(Work required) Transcribe every entry precisely, omitting nothing.

☆ ☆ ☆ ☆ ☆ ☆ ☆

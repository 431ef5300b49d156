/// Creates a [`Deque`](crate::Deque) holding the given elements, front to
/// back.
///
/// ## Examples
///
/// ```
/// use ring_deque::{deque, Deque};
///
/// let deque = deque![1, 2, 3];
/// assert_eq!(deque.get(-1), Ok(Some(&3)));
///
/// let empty: Deque<u8> = deque![];
/// assert!(empty.is_empty());
/// ```
#[macro_export]
macro_rules! deque {
  () => {
    $crate::Deque::new()
  };
  ($($value:expr),+ $(,)?) => {
    <$crate::Deque<_> as ::core::iter::FromIterator<_>>::from_iter([$($value),+])
  };
}

macro_rules! trace_event {
  ($($tt:tt)+) => {
    #[cfg(feature = "tracing")]
    tracing::trace!($($tt)+);
  };
}

pub(super) use trace_event;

☆ ☆ ☆ ☆ ☆ ☆ ☆

(Task solution)
repository 431ef5300b49d156
/// Creates a [`Deque`](crate::Deque) holding the given elements, front to
/// back.
///
/// ## Examples
///
/// ```
/// use ring_deque::{deque, Deque};
///
/// let deque = deque![1, 2, 3];
/// assert_eq!(deque.get(-1), Ok(Some(&3)));
///
/// let empty: Deque<u8> = deque![];
/// assert!(empty.is_empty());
/// ```
#[macro_export]
macro_rules! deque {
  () => {
    $crate::Deque::new()
  };
  ($($value:expr),+ $(,)?) => {
    <$crate::Deque<_> as ::core::iter::FromIterator<_>>::from_iter([$($value),+])
  };
}

macro_rules! trace_event {
  ($($tt:tt)+) => {
    #[cfg(feature = "tracing")]
    tracing::trace!($($tt)+);
  };
}

pub(super) use trace_event;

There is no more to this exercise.